[Collected data entries]
--

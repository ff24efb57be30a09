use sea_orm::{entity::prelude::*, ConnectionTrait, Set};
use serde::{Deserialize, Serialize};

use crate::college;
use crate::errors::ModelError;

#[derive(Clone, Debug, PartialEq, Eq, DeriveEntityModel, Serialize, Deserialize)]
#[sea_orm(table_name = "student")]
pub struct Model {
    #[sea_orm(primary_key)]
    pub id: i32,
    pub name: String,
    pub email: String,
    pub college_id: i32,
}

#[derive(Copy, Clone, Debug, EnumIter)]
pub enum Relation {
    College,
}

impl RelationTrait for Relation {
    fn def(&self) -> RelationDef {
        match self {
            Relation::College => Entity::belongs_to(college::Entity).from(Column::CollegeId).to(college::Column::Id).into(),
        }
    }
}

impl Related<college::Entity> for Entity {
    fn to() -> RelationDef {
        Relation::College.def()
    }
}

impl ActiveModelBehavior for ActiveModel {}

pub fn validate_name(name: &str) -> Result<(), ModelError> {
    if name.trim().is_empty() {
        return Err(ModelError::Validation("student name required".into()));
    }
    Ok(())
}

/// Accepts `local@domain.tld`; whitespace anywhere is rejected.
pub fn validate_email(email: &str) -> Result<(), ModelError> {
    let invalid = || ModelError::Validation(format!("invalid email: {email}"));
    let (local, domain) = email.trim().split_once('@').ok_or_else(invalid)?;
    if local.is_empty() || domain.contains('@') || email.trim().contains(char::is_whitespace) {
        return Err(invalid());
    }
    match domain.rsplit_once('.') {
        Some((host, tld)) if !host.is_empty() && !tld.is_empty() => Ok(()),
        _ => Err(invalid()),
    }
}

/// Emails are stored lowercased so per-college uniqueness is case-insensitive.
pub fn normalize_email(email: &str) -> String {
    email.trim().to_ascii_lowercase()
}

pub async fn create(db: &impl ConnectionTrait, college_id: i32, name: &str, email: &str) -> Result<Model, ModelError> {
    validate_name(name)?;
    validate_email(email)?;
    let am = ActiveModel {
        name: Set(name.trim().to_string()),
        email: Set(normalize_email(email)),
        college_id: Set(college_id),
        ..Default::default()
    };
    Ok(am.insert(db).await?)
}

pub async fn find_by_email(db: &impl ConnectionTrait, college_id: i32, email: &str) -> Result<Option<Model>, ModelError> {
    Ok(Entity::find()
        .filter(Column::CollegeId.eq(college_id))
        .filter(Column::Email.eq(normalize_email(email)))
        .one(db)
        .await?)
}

--

§ Task details
Word for word, return the lines from the one holding "Ok(am.insert(db).await?)" through the end of the entries above.

§ Response
    Ok(am.insert(db).await?)
}

pub async fn find_by_email(db: &impl ConnectionTrait, college_id: i32, email: &str) -> Result<Option<Model>, ModelError> {
    Ok(Entity::find()
        .filter(Column::CollegeId.eq(college_id))
        .filter(Column::Email.eq(normalize_email(email)))
        .one(db)
        .await?)
}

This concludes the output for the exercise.